Posted by: Morgan Jeske | 2012.12.10 at 21:54
I also love the way Pacino skips down those stairs in Heat. Hell, I love the way EVERYBODY moves around the screen in Heat.
Posted by: Bob Temuka | 2012.12.13 at 14:37
Enjoyed the Five Easy Pieces/Raffelson side trip(still in the early part of the podcast). Have you guys seen King of Marvin Gardens? I don't think that's as regarded as Five Easy Pieces--but I really got my teeth into that one, where Five Easy Pieces was a bit of a chore.
Posted by: sarah horrocks | 2012.12.13 at 18:55
With Denzel Washington, I am always reminded of a scene in "Mighty Quinn" where he is flirting with his ex. During most of the film, he's playing so straight and serious, but for this one scene, he being really playful.
These little flourishes just add a little extra dimensions to the character. Its why I end up sucked into his movies even though most are pretty bland.
Posted by: R.S. David | 2012.12.13 at 19:22
You guys should talk about Walter Hill more often.
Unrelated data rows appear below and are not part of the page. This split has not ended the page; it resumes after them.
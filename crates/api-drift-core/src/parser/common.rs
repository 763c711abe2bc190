//! 语法树导航辅助函数与表达式文本规范化

use tree_sitter::Node;

/// 获取节点的源码文本
pub fn node_text<'a>(node: Node, source: &'a str) -> &'a str {
    source.get(node.byte_range()).unwrap_or("")
}

/// 查找直接子节点中指定类型的节点
pub fn find_child_by_kind<'a>(node: Node<'a>, kind: &str) -> Option<Node<'a>> {
    let mut cursor = node.walk();
    node.children(&mut cursor).find(|child| child.kind() == kind)
}

/// 收集所有具名子节点，跳过注释
pub fn named_children<'a>(node: Node<'a>) -> Vec<Node<'a>> {
    let mut cursor = node.walk();
    node.named_children(&mut cursor)
        .filter(|child| child.kind() != "comment")
        .collect()
}

/// 获取节点的规范化表达式文本
pub fn expression_text(node: Node, source: &str) -> String {
    render_expression(node_text(node, source))
}

/// 将表达式源码规范化为稳定的单行文本
///
/// 去掉注释和换行，空白压缩为单个空格，括号内侧不留空格，逗号后恰好一个空格。
/// `]` 与 `}` 前的尾随逗号被删除；`)` 前的尾随逗号只在括号内还有其他逗号时删除，
/// 单元素元组 `(x,)` 保持不变。字符串字面量原样保留，包括引号风格。
pub fn render_expression(text: &str) -> String {
    let chars: Vec<char> = text.chars().collect();
    let mut out = String::with_capacity(text.len());
    let mut pending_space = false;
    // 每层未闭合括号内的顶层逗号数
    let mut commas: Vec<usize> = Vec::new();
    let mut i = 0;

    while i < chars.len() {
        let c = chars[i];
        match c {
            '"' | '\'' => {
                push_pending_space(&mut out, &mut pending_space);
                i = copy_string_literal(&chars, i, &mut out);
                continue;
            }
            '#' => {
                while i < chars.len() && chars[i] != '\n' {
                    i += 1;
                }
                pending_space = true;
                continue;
            }
            '\\' if chars.get(i + 1).is_some_and(|next| *next == '\n' || *next == '\r') => {
                pending_space = true;
            }
            c if c.is_whitespace() => {
                pending_space = true;
            }
            ',' => {
                if let Some(count) = commas.last_mut() {
                    *count += 1;
                }
                out.push(',');
                pending_space = true;
            }
            ')' | ']' | '}' => {
                let count = commas.pop().unwrap_or(0);
                if out.ends_with(',') && (c != ')' || count >= 2) {
                    out.pop();
                }
                out.push(c);
                pending_space = false;
            }
            '(' | '[' | '{' => {
                push_pending_space(&mut out, &mut pending_space);
                commas.push(0);
                out.push(c);
                pending_space = false;
            }
            _ => {
                push_pending_space(&mut out, &mut pending_space);
                out.push(c);
            }
        }
        i += 1;
    }

    out
}

fn push_pending_space(out: &mut String, pending_space: &mut bool) {
    if *pending_space && !out.is_empty() && !out.ends_with(['(', '[', '{']) {
        out.push(' ');
    }
    *pending_space = false;
}

/// 复制从 `start` 开始的字符串字面量，返回字面量之后的位置
fn copy_string_literal(chars: &[char], start: usize, out: &mut String) -> usize {
    let quote = chars[start];
    let triple = chars.get(start + 1) == Some(&quote) && chars.get(start + 2) == Some(&quote);
    let delimiter_len = if triple { 3 } else { 1 };

    for c in &chars[start..start + delimiter_len] {
        out.push(*c);
    }

    let mut i = start + delimiter_len;
    while i < chars.len() {
        let c = chars[i];
        if c == '\\' {
            out.push(c);
            if let Some(escaped) = chars.get(i + 1) {
                out.push(*escaped);
            }
            i += 2;
            continue;
        }
        if c == quote
            && (!triple
                || (chars.get(i + 1) == Some(&quote) && chars.get(i + 2) == Some(&quote)))
        {
            for c in &chars[i..i + delimiter_len] {
                out.push(*c);
            }
            return i + delimiter_len;
        }
        out.push(c);
        i += 1;
    }

    i
}
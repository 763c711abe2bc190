//! 公共 API 签名提取模块
//!
//! 遍历单个 Python 模块的语法树，提取公共函数、类、`__all__` 导出与重新导出的名称。
//! 只遍历模块级语句（包括模块级的 `if`/`try`/`with` 块）以及类体的第一层，函数体不会被遍历。

use crate::error::Result;
use crate::model::{
    ClassInfo, FunctionSignature, KEYWORD_ONLY_MARKER, ModuleInfo, POSITIONAL_ONLY_MARKER,
    is_public_class_name, is_public_function_name,
};
use crate::parser::common::{find_child_by_kind, named_children};
use crate::parser::{
    FunctionNode, PythonParser, Statement, expression_text, node_text, strip_byte_order_mark,
};
use tracing::debug;
use tree_sitter::Node;

/// 显式导出列表的变量名
const EXPORTS_VARIABLE: &str = "__all__";

/// 公共 API 签名提取器
pub struct SignatureExtractor {
    parser: PythonParser,
}

impl SignatureExtractor {
    /// 创建新的签名提取器
    pub fn new() -> Result<Self> {
        Ok(Self {
            parser: PythonParser::new()?,
        })
    }

    /// 提取模块的公共 API
    ///
    /// 源码存在语法错误时返回 `None`，调用方将其视为模块不存在。
    /// 返回的快照 `name` 为空，由快照构建器填写。
    pub fn extract(&mut self, source: &str) -> Option<ModuleInfo> {
        let tree = match self.parser.parse_source(source) {
            Ok(tree) => tree,
            Err(e) => {
                debug!("Skipping module that failed to parse: {}", e);
                return None;
            }
        };

        let mut collector = ModuleCollector {
            source: strip_byte_order_mark(source),
            module: ModuleInfo::default(),
        };
        collector.visit_block(tree.root_node());

        Some(collector.module)
    }
}

/// 模块级语句收集器
struct ModuleCollector<'s> {
    source: &'s str,
    module: ModuleInfo,
}

impl ModuleCollector<'_> {
    fn visit_block(&mut self, node: Node) {
        for child in named_children(node) {
            match Statement::classify(child) {
                Statement::Function(function) => {
                    if let Some(signature) = extract_function(&function, self.source) {
                        self.module
                            .functions
                            .insert(signature.name.clone(), signature);
                    }
                }
                Statement::Class(class_node) => {
                    if let Some(class) = extract_class(class_node, self.source) {
                        self.module.classes.insert(class.name.clone(), class);
                    }
                }
                Statement::Assignment(assignment) => self.collect_exports(assignment),
                Statement::ImportFrom(import) => self.collect_re_exports(import),
                Statement::Compound(compound) => self.visit_block(compound),
                Statement::Other => {}
            }
        }
    }

    /// 收集 `__all__ = [...]` 中的字符串字面量
    fn collect_exports(&mut self, assignment: Node) {
        let Some(left) = assignment.child_by_field_name("left") else {
            return;
        };
        if left.kind() != "identifier" || node_text(left, self.source) != EXPORTS_VARIABLE {
            return;
        }

        let Some(right) = assignment.child_by_field_name("right") else {
            return;
        };
        if right.kind() != "list" {
            return;
        }

        let names = named_children(right)
            .into_iter()
            .filter_map(|element| string_literal_value(element, self.source));
        self.module.exports.extend(names);
    }

    /// 收集 `from X import a as b` 引入的公共名称
    fn collect_re_exports(&mut self, import: Node) {
        if find_child_by_kind(import, "wildcard_import").is_some() {
            self.module.re_exports.push("*".to_string());
            return;
        }

        let mut cursor = import.walk();
        for name_node in import.children_by_field_name("name", &mut cursor) {
            let name = match name_node.kind() {
                "aliased_import" => name_node
                    .child_by_field_name("alias")
                    .or_else(|| name_node.child_by_field_name("name")),
                _ => Some(name_node),
            };

            if let Some(name) = name.map(|node| node_text(node, self.source)) {
                if !name.starts_with('_') {
                    self.module.re_exports.push(name.to_string());
                }
            }
        }
    }
}

/// 提取函数签名，私有函数返回 `None`
fn extract_function(function: &FunctionNode, source: &str) -> Option<FunctionSignature> {
    let definition = function.definition;
    let name = node_text(definition.child_by_field_name("name")?, source);
    if !is_public_function_name(name) {
        return None;
    }

    let parameters = definition
        .child_by_field_name("parameters")
        .map(|node| ParameterList::collect(node, source))
        .unwrap_or_default();

    let return_annotation = definition
        .child_by_field_name("return_type")
        .map(|node| expression_text(node, source));

    let decorators = function
        .decorators
        .iter()
        .filter_map(|decorator| named_children(*decorator).into_iter().next())
        .map(|expression| expression_text(expression, source))
        .collect();

    let (parameters, defaults) = parameters.into_parts();

    Some(FunctionSignature {
        name: name.to_string(),
        parameters,
        defaults,
        return_annotation,
        decorators,
        is_async: function.is_async(),
    })
}

/// 提取类信息，私有类返回 `None`
fn extract_class(node: Node, source: &str) -> Option<ClassInfo> {
    let name = node_text(node.child_by_field_name("name")?, source);
    if !is_public_class_name(name) {
        return None;
    }

    let bases = node
        .child_by_field_name("superclasses")
        .map(|arguments| {
            named_children(arguments)
                .into_iter()
                .filter(|arg| !matches!(arg.kind(), "keyword_argument" | "dictionary_splat"))
                .map(|arg| expression_text(arg, source))
                .collect()
        })
        .unwrap_or_default();

    let mut class = ClassInfo {
        name: name.to_string(),
        bases,
        ..Default::default()
    };

    let Some(body) = node.child_by_field_name("body") else {
        return Some(class);
    };

    for child in named_children(body) {
        match Statement::classify(child) {
            Statement::Function(function) => {
                if let Some(method) = extract_function(&function, source) {
                    class.methods.insert(method.name.clone(), method);
                }
            }
            Statement::Assignment(assignment) => {
                if let Some(var_name) = annotated_name(assignment, source) {
                    class.class_vars.push(var_name.to_string());
                }
            }
            _ => {}
        }
    }

    Some(class)
}

/// 带类型注解的简单名称声明 (`name: T` 或 `name: T = value`)
fn annotated_name<'s>(assignment: Node, source: &'s str) -> Option<&'s str> {
    assignment.child_by_field_name("type")?;
    let left = assignment.child_by_field_name("left")?;
    (left.kind() == "identifier").then(|| node_text(left, source))
}

/// 字符串字面量的值，f-string 与 bytes 字面量返回 `None`
fn string_literal_value(node: Node, source: &str) -> Option<String> {
    match node.kind() {
        "string" => {
            let mut value = String::new();
            let mut cursor = node.walk();
            for child in node.children(&mut cursor) {
                match child.kind() {
                    "string_start" => {
                        let prefix = node_text(child, source).to_ascii_lowercase();
                        if prefix.contains('f') || prefix.contains('b') {
                            return None;
                        }
                    }
                    "string_content" => value.push_str(node_text(child, source)),
                    "interpolation" => return None,
                    _ => {}
                }
            }
            Some(value)
        }
        "concatenated_string" => named_children(node)
            .into_iter()
            .map(|part| string_literal_value(part, source))
            .collect(),
        _ => None,
    }
}

/// 按 Python 参数种类分组的参数列表
#[derive(Debug, Default)]
struct ParameterList {
    positional_only: Vec<String>,
    positional: Vec<String>,
    var_positional: Option<String>,
    keyword_only: Vec<String>,
    var_keyword: Option<String>,
    defaults: Vec<String>,
    after_star: bool,
}

impl ParameterList {
    fn collect(parameters: Node, source: &str) -> Self {
        let mut list = Self::default();

        for param in named_children(parameters) {
            match param.kind() {
                "identifier" => list.push_named(node_text(param, source), None),
                "typed_parameter" => {
                    let annotation = param
                        .child_by_field_name("type")
                        .map(|node| expression_text(node, source));
                    let Some(target) = named_children(param).into_iter().next() else {
                        continue;
                    };
                    match target.kind() {
                        "list_splat_pattern" => list.push_var_positional(target, source, annotation),
                        "dictionary_splat_pattern" => {
                            list.push_var_keyword(target, source, annotation)
                        }
                        _ => list.push_named(node_text(target, source), annotation),
                    }
                }
                "default_parameter" | "typed_default_parameter" => {
                    let Some(name) = param.child_by_field_name("name") else {
                        continue;
                    };
                    let annotation = param
                        .child_by_field_name("type")
                        .map(|node| expression_text(node, source));
                    if !list.after_star {
                        if let Some(value) = param.child_by_field_name("value") {
                            list.defaults.push(expression_text(value, source));
                        }
                    }
                    list.push_named(node_text(name, source), annotation);
                }
                "list_splat_pattern" => list.push_var_positional(param, source, None),
                "dictionary_splat_pattern" => list.push_var_keyword(param, source, None),
                "keyword_separator" => list.after_star = true,
                "positional_separator" => {
                    let positional = std::mem::take(&mut list.positional);
                    list.positional_only.extend(positional);
                }
                _ => {}
            }
        }

        list
    }

    fn push_named(&mut self, name: &str, annotation: Option<String>) {
        let entry = render_parameter(name, annotation);
        if self.after_star {
            self.keyword_only.push(entry);
        } else {
            self.positional.push(entry);
        }
    }

    fn push_var_positional(&mut self, splat: Node, source: &str, annotation: Option<String>) {
        let name = splat_name(splat, source);
        self.var_positional = Some(render_parameter(&format!("*{name}"), annotation));
        self.after_star = true;
    }

    fn push_var_keyword(&mut self, splat: Node, source: &str, annotation: Option<String>) {
        let name = splat_name(splat, source);
        self.var_keyword = Some(render_parameter(&format!("**{name}"), annotation));
    }

    /// 按声明顺序展开为参数条目和默认值
    fn into_parts(self) -> (Vec<String>, Vec<String>) {
        let mut parameters = self.positional_only;
        if !parameters.is_empty() {
            parameters.push(POSITIONAL_ONLY_MARKER.to_string());
        }
        parameters.extend(self.positional);

        match self.var_positional {
            Some(var_positional) => parameters.push(var_positional),
            None if !self.keyword_only.is_empty() => {
                parameters.push(KEYWORD_ONLY_MARKER.to_string())
            }
            None => {}
        }

        parameters.extend(self.keyword_only);
        parameters.extend(self.var_keyword);

        (parameters, self.defaults)
    }
}

fn splat_name<'s>(splat: Node, source: &'s str) -> &'s str {
    named_children(splat)
        .into_iter()
        .next()
        .map(|name| node_text(name, source))
        .unwrap_or("")
}

fn render_parameter(name: &str, annotation: Option<String>) -> String {
    match annotation {
        Some(annotation) => format!("{name}: {annotation}"),
        None => name.to_string(),
    }
}
//! 输出格式化模块
//!
//! 将变更列表渲染为 JSON 数组或按类型分组的 Markdown 报告

use crate::differ::{ChangeCategory, ChangeDetails, ChangeRecord, ChangeType};
use crate::error::Result;
use serde::{Deserialize, Serialize};

/// 报告输出格式
#[derive(Debug, Clone, Copy, PartialEq, Eq, Serialize, Deserialize)]
pub enum ReportFormat {
    /// JSON 数组，每条记录一个对象
    Json,
    /// 按类型分组的 Markdown 文本
    Text,
}

/// 输出格式化器配置
#[derive(Debug, Clone, Serialize, Deserialize)]
pub struct FormatterConfig {
    /// 输出格式
    pub format: ReportFormat,
    /// 报告标题中的包名
    pub package: String,
    /// 是否为仅返回类型变化的记录输出变化详情
    pub show_return_changes: bool,
}

impl Default for FormatterConfig {
    fn default() -> Self {
        Self {
            format: ReportFormat::Text,
            package: "joblib".to_string(),
            show_return_changes: false,
        }
    }
}

/// 报告渲染器
pub struct ReportRenderer {
    config: FormatterConfig,
}

impl ReportRenderer {
    /// 创建新的报告渲染器
    pub fn new(config: FormatterConfig) -> Self {
        Self { config }
    }

    /// 使用默认配置创建渲染器
    pub fn with_default_config() -> Self {
        Self::new(FormatterConfig::default())
    }

    /// 渲染变更列表
    pub fn render(&self, changes: &[ChangeRecord]) -> Result<String> {
        match self.config.format {
            ReportFormat::Json => self.render_json(changes),
            ReportFormat::Text => Ok(self.render_text(changes)),
        }
    }

    /// 渲染为 JSON 数组，保持记录顺序
    pub fn render_json(&self, changes: &[ChangeRecord]) -> Result<String> {
        Ok(serde_json::to_string_pretty(changes)?)
    }

    /// 渲染为 Markdown 报告
    pub fn render_text(&self, changes: &[ChangeRecord]) -> String {
        let mut lines = vec![
            format!("# {} API Changes Report", capitalize(&self.config.package)),
            String::new(),
        ];

        let of_type = |change_type: ChangeType| -> Vec<&ChangeRecord> {
            changes
                .iter()
                .filter(|c| c.change_type == change_type)
                .collect()
        };

        let added = of_type(ChangeType::Added);
        if !added.is_empty() {
            lines.extend(["## Added".to_string(), String::new()]);
            lines.extend(added.into_iter().map(format_added));
            lines.push(String::new());
        }

        let removed = of_type(ChangeType::Removed);
        if !removed.is_empty() {
            lines.extend(["## Removed".to_string(), String::new()]);
            lines.extend(removed.into_iter().map(format_entry));
            lines.push(String::new());
        }

        let modified = of_type(ChangeType::Modified);
        if !modified.is_empty() {
            lines.extend(["## Modified".to_string(), String::new()]);
            for change in modified {
                lines.extend(self.format_modified(change));
            }
            lines.push(String::new());
        }

        if changes.is_empty() {
            lines.push("No public API changes detected.".to_string());
        }

        lines.join("\n")
    }

    fn format_modified(&self, change: &ChangeRecord) -> Vec<String> {
        let mut lines = vec![format_entry(change)];
        match &change.details {
            ChangeDetails::SignatureChanged {
                old_signature,
                new_signature,
                ..
            } => {
                lines.push(format!("  - Old: `{old_signature}`"));
                lines.push(format!("  - New: `{new_signature}`"));
            }
            ChangeDetails::ReturnChanged {
                old_return,
                new_return,
            } if self.config.show_return_changes => {
                lines.push(format!(
                    "  - Return changed: `{}` → `{}`",
                    display_annotation(old_return),
                    display_annotation(new_return)
                ));
            }
            _ => {}
        }
        lines
    }
}

/// `- \`module\`: category \`name\``
fn format_entry(change: &ChangeRecord) -> String {
    format!(
        "- `{}`: {} `{}`",
        change.module_name,
        change.category.as_str(),
        change.entity_name
    )
}

fn format_added(change: &ChangeRecord) -> String {
    match (&change.category, &change.details) {
        (ChangeCategory::Module, _) => format!("- **New module**: `{}`", change.entity_name),
        (ChangeCategory::Function, ChangeDetails::AddedFunction { signature, .. }) => {
            format!(
                "- `{}`: function `{}`",
                change.module_name,
                qualified_signature(&change.entity_name, signature)
            )
        }
        _ => format_entry(change),
    }
}

/// 方法的签名带上所属类名，例如 `Memory.reduce_size(self)`
fn qualified_signature(entity_name: &str, signature: &str) -> String {
    match entity_name.rsplit_once('.') {
        Some((owner, _)) => format!("{owner}.{signature}"),
        None => signature.to_string(),
    }
}

fn display_annotation(annotation: &Option<String>) -> &str {
    annotation.as_deref().unwrap_or("None")
}

fn capitalize(name: &str) -> String {
    let mut chars = name.chars();
    match chars.next() {
        Some(first) => first.to_uppercase().chain(chars).collect(),
        None => String::new(),
    }
}
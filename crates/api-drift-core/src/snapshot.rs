//! 模块快照构建模块
//!
//! 针对单个（文件，版本）运行签名提取器，并解析文件对应的逻辑模块名

use crate::error::Result;
use crate::extractor::SignatureExtractor;
use crate::model::ModuleInfo;
use tracing::debug;

/// 包入口文件名
pub const ENTRY_POINT_FILE: &str = "__init__.py";

/// Python 源文件扩展名
pub const SOURCE_EXTENSION: &str = ".py";

/// 文件路径到逻辑模块名的映射规则
#[derive(Debug, Clone, PartialEq, Eq)]
pub struct ModuleNaming {
    /// 顶层包名，例如 `joblib`
    pub package: String,
    /// 包源码在仓库中的根目录，例如 `joblib` 或 `src/joblib`
    pub source_root: String,
}

impl ModuleNaming {
    pub fn new(package: impl Into<String>, source_root: impl Into<String>) -> Self {
        Self {
            package: package.into(),
            source_root: source_root.into(),
        }
    }

    /// 将仓库相对路径解析为点分隔的模块名
    ///
    /// `joblib/parallel.py` 解析为 `joblib.parallel`，`joblib/__init__.py` 解析为 `joblib`，
    /// 子包入口 `joblib/externals/__init__.py` 解析为 `joblib.externals`。
    pub fn module_name(&self, path: &str) -> String {
        let root = self.source_root.trim_end_matches('/');
        let relative = path
            .strip_prefix(root)
            .and_then(|rest| rest.strip_prefix('/'))
            .unwrap_or(path);
        let relative = relative.strip_suffix(SOURCE_EXTENSION).unwrap_or(relative);

        let mut segments: Vec<&str> = relative.split('/').filter(|s| !s.is_empty()).collect();
        if segments.last() == Some(&entry_point_stem()) {
            segments.pop();
        }

        if segments.is_empty() {
            self.package.clone()
        } else {
            format!("{}.{}", self.package, segments.join("."))
        }
    }
}

fn entry_point_stem() -> &'static str {
    ENTRY_POINT_FILE
        .strip_suffix(SOURCE_EXTENSION)
        .unwrap_or(ENTRY_POINT_FILE)
}

/// 模块快照构建器
pub struct SnapshotBuilder {
    extractor: SignatureExtractor,
    naming: ModuleNaming,
}

impl SnapshotBuilder {
    /// 创建新的快照构建器
    pub fn new(naming: ModuleNaming) -> Result<Self> {
        Ok(Self {
            extractor: SignatureExtractor::new()?,
            naming,
        })
    }

    /// 获取模块命名规则
    pub fn naming(&self) -> &ModuleNaming {
        &self.naming
    }

    /// 为某个版本的文件构建快照
    ///
    /// 文件在该版本不存在（`source` 为 `None`）或无法解析时返回 `None`。
    pub fn build(&mut self, path: &str, source: Option<&str>) -> Option<ModuleInfo> {
        let source = source?;
        let mut module = self.extractor.extract(source)?;
        module.name = self.naming.module_name(path);

        debug!(
            "Built snapshot for {} ({} functions, {} classes, {} exports)",
            module.name,
            module.functions.len(),
            module.classes.len(),
            module.exports.len()
        );

        Some(module)
    }
}
//! Kernel trait definition
//!
//! A kernel K(x, y) must satisfy Mercer's condition for the dual solvers to
//! behave; the trait itself only promises a pairwise similarity. The sample
//! payload is an opaque type parameter, so the same machinery runs on dense
//! vectors, precomputed indices, or anything else a kernel knows how to
//! compare.

use crate::linalg::Matrix;
use rayon::prelude::*;

/// Pairwise similarity function over an opaque sample type
pub trait Kernel<T>: Send + Sync {
    /// Compute the kernel value K(a, b)
    fn similarity(&self, a: &T, b: &T) -> f64;

    /// Compute the self-similarity K(a, a)
    ///
    /// Kernels with a constant diagonal (e.g. Gaussian) override this.
    fn self_similarity(&self, a: &T) -> f64 {
        self.similarity(a, a)
    }

    /// Compute the full Gram matrix over a list of samples
    ///
    /// Rows of the upper triangle are computed in parallel and mirrored
    /// after the join; a panic in any worker aborts the whole computation.
    fn gram_matrix(&self, samples: &[T]) -> Matrix
    where
        Self: Sized,
        T: Sync,
    {
        let n = samples.len();
        let rows: Vec<Vec<f64>> = (0..n)
            .into_par_iter()
            .map(|i| {
                (i..n)
                    .map(|j| self.similarity(&samples[i], &samples[j]))
                    .collect()
            })
            .collect();

        let mut gram = Matrix::zeros(n, n);
        for (i, row) in rows.iter().enumerate() {
            for (offset, &value) in row.iter().enumerate() {
                let j = i + offset;
                gram[(i, j)] = value;
                gram[(j, i)] = value;
            }
        }
        gram
    }
}

#[cfg(test)]
mod tests {
    use super::*;
    use crate::kernel::LinearKernel;

    #[test]
    fn test_gram_matrix_is_symmetric() {
        let kernel = LinearKernel::new();
        let samples = vec![
            vec![1.0, 0.0],
            vec![0.0, 2.0],
            vec![1.0, 1.0],
            vec![-1.0, 3.0],
        ];

        let gram = kernel.gram_matrix(&samples);
        assert_eq!(gram.rows(), 4);
        assert!(gram.is_symmetric());
        assert_eq!(gram[(0, 0)], 1.0);
        assert_eq!(gram[(0, 2)], 1.0);
        assert_eq!(gram[(1, 3)], 6.0);
    }

    #[test]
    fn test_default_self_similarity() {
        let kernel = LinearKernel::new();
        let x = vec![2.0, 3.0];
        assert_eq!(kernel.self_similarity(&x), 13.0);
    }
}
Streets of Fire is my favorite movie. I haven´t seen all of his movies, but I've loved what I have.
I love Remar in The Warriors, but I think the best scene in that movie might be the one on the train with the prom goers
Posted by: colin | 2012.12.15 at 15:16
We should do a Walter Hill episode, that guy has so many interesting movies. Soon, I guarantee.
Marvin Gardens: haven't seen it, but it's in the Criterion boxset, which I'm slowly making my way through. I'm sure we'll talk about it soon-i've always been curious why it was such a nonentity, whereas everybody seems to have an opinion about Five Easy Pieces.